BULGAR AJAN HAFIZ ÖMER
Trakya köylerinden birinde olan olay ;
Günün birinde köye Hafız Ömer adında bir hoca gelir. Sakallı , sözü sohbeti yerinde. Dini bütün , " mübarek " denen yüzlü, yatkın huylu bir efendi. Köyde ve çevresinde büyük saygı görür. Gezmeyi sever. Ara sıra merkeze gidip gelir. Öğütler verir. Her bakımdan halka kılavuzluk eder. Köyün , köylünün can yoldaşı.
Merkezden bir dönüşünde :
------- Bizimkilerden mektup aldım. Ben artık gidiyorum der. Eşyasını toplamaya koyulur.
Köylüler :
------- Aman etme, bizden ayrılma. Ne istersen yapalım, derlerse de Hafız Ömer özrünün çok önemli olduğunu söyleyerek ertesi günü erkenden yola düzülür. Kadın, erkek, küçük, büyük bütün köy uğurlamak için peşinde. Biraz gittikten sonra bir de bakarlar ki karşıdan başlarında çavuşları ile iki jandarma geliyor. Yaklaşınca :
-------Hafız Ömer sen misin , derler.
-------Evet , cevabını alınca :
-------Haydi seni götüreceğiz , önümüze düş emrini verirler.

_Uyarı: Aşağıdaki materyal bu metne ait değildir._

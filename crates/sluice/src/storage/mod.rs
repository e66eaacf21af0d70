/*
 *  Copyright 2025-2026 Colliery Software
 *
 *  Licensed under the Apache License, Version 2.0 (the "License");
 *  you may not use this file except in compliance with the License.
 *  You may obtain a copy of the License at
 *
 *      http://www.apache.org/licenses/LICENSE-2.0
 *
 *  Unless required by applicable law or agreed to in writing, software
 *  distributed under the License is distributed on an "AS IS" BASIS,
 *  WITHOUT WARRANTIES OR CONDITIONS OF ANY KIND, either express or implied.
 *  See the License for the specific language governing permissions and
 *  limitations under the License.
 */

//! Storage: the backing cache, named storage locks, the coordinator facade,
//! and the debounced status view.

pub mod cache;
pub mod cached_status;
pub mod coordinator;
pub mod locks;

pub use cache::{LocalQueryCache, QueryCache};
pub use cached_status::CachedQueryStatus;
pub use coordinator::QueryStorageCache;
pub use locks::{QueryStorageGuard, QueryStorageLock, StorageLockRegistry};
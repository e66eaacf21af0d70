/*
 *  Copyright 2025-2026 Colliery Software
 *
 *  Licensed under the Apache License, Version 2.0 (the "License");
 *  you may not use this file except in compliance with the License.
 *  You may obtain a copy of the License at
 *
 *      http://www.apache.org/licenses/LICENSE-2.0
 *
 *  Unless required by applicable law or agreed to in writing, software
 *  distributed under the License is distributed on an "AS IS" BASIS,
 *  WITHOUT WARRANTIES OR CONDITIONS OF ANY KIND, either express or implied.
 *  See the License for the specific language governing permissions and
 *  limitations under the License.
 */

//! Named storage locks for multi-step read-modify-write sequences.
//!
//! Callers mutating `QueryStatus` or `TaskStates` in place (e.g. increment a
//! counter while also checking the query state) hold the relevant named lock
//! for the duration of the sequence. Locks are keyed by the same string the
//! record is stored under.

use parking_lot::Mutex;
use std::collections::HashMap;
use std::sync::Arc;
use std::time::Duration;
use tokio::sync::{Mutex as AsyncMutex, OwnedMutexGuard};

/// Guard for a held storage lock; dropping it releases the lock.
pub struct QueryStorageGuard {
    _guard: OwnedMutexGuard<()>,
}

/// Handle to one named storage lock.
#[derive(Clone)]
pub struct QueryStorageLock {
    name: String,
    inner: Arc<AsyncMutex<()>>,
}

impl QueryStorageLock {
    pub fn name(&self) -> &str {
        &self.name
    }

    /// Waits until the lock is held.
    pub async fn lock(&self) -> QueryStorageGuard {
        QueryStorageGuard {
            _guard: self.inner.clone().lock_owned().await,
        }
    }

    /// Waits up to `wait` for the lock; `None` on timeout.
    pub async fn try_lock_for(&self, wait: Duration) -> Option<QueryStorageGuard> {
        tokio::time::timeout(wait, self.lock()).await.ok()
    }

    /// Acquires only if immediately available.
    pub fn try_lock(&self) -> Option<QueryStorageGuard> {
        self.inner
            .clone()
            .try_lock_owned()
            .ok()
            .map(|guard| QueryStorageGuard { _guard: guard })
    }
}

/// Registry handing out one lock per storage key.
#[derive(Default)]
pub struct StorageLockRegistry {
    locks: Mutex<HashMap<String, Arc<AsyncMutex<()>>>>,
}

impl StorageLockRegistry {
    pub fn new() -> Self {
        Self::default()
    }

    pub fn lock_for(&self, name: impl Into<String>) -> QueryStorageLock {
        let name = name.into();
        let inner = self
            .locks
            .lock()
            .entry(name.clone())
            .or_insert_with(|| Arc::new(AsyncMutex::new(())))
            .clone();
        QueryStorageLock { name, inner }
    }

    /// Drops the registry entry for a key. Outstanding handles keep working;
    /// new handles for the same key start fresh.
    pub fn remove(&self, name: &str) {
        self.locks.lock().remove(name);
    }
}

Köylü adeta baş kaldırır: " Mübarek adamdır o. Yalnız iyiliğini gördük onun. Ne istiyorsunuz iyilikten başka bir şey bilmeyen efendi hafızdan ? diye araya girerler. Bunun üzerine çavuş :
-------Gel buraya Hafız Ömer çabuk çöz de sünnetsiz olmadığını göster , demiş ve dediğini de dipçik zoru ile yaptırmış.
Hafız Ömer bir Bulgar casusu imiş.
Bu köye şimdi ne zaman bir politikacı gidip de atıp tutsa gülümseyerek ;
-------Biz Hafız Ömer'i görenlerdeniz , derlermiş.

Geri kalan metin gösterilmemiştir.